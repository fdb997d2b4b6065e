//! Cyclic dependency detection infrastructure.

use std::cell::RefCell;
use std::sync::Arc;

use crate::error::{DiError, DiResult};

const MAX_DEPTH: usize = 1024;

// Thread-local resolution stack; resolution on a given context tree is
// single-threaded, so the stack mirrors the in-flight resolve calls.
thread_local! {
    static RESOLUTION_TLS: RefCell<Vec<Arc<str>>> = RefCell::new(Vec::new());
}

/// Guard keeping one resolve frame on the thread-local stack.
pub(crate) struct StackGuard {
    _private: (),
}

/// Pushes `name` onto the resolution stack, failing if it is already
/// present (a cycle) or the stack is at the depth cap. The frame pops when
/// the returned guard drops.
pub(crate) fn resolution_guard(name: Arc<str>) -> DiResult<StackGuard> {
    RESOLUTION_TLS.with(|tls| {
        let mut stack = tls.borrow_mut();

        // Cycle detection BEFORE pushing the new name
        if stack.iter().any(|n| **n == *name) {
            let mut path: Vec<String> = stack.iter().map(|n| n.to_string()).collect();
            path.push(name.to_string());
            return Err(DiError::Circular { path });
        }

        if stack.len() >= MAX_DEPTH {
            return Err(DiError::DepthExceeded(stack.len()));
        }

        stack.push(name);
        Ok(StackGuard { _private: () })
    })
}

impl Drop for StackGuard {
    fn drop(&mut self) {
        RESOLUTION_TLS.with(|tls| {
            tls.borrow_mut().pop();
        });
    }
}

What this task involves: Using the records above, give the number of lines in which the word "with" occurs, and nothing else.

Response for this exercise: 2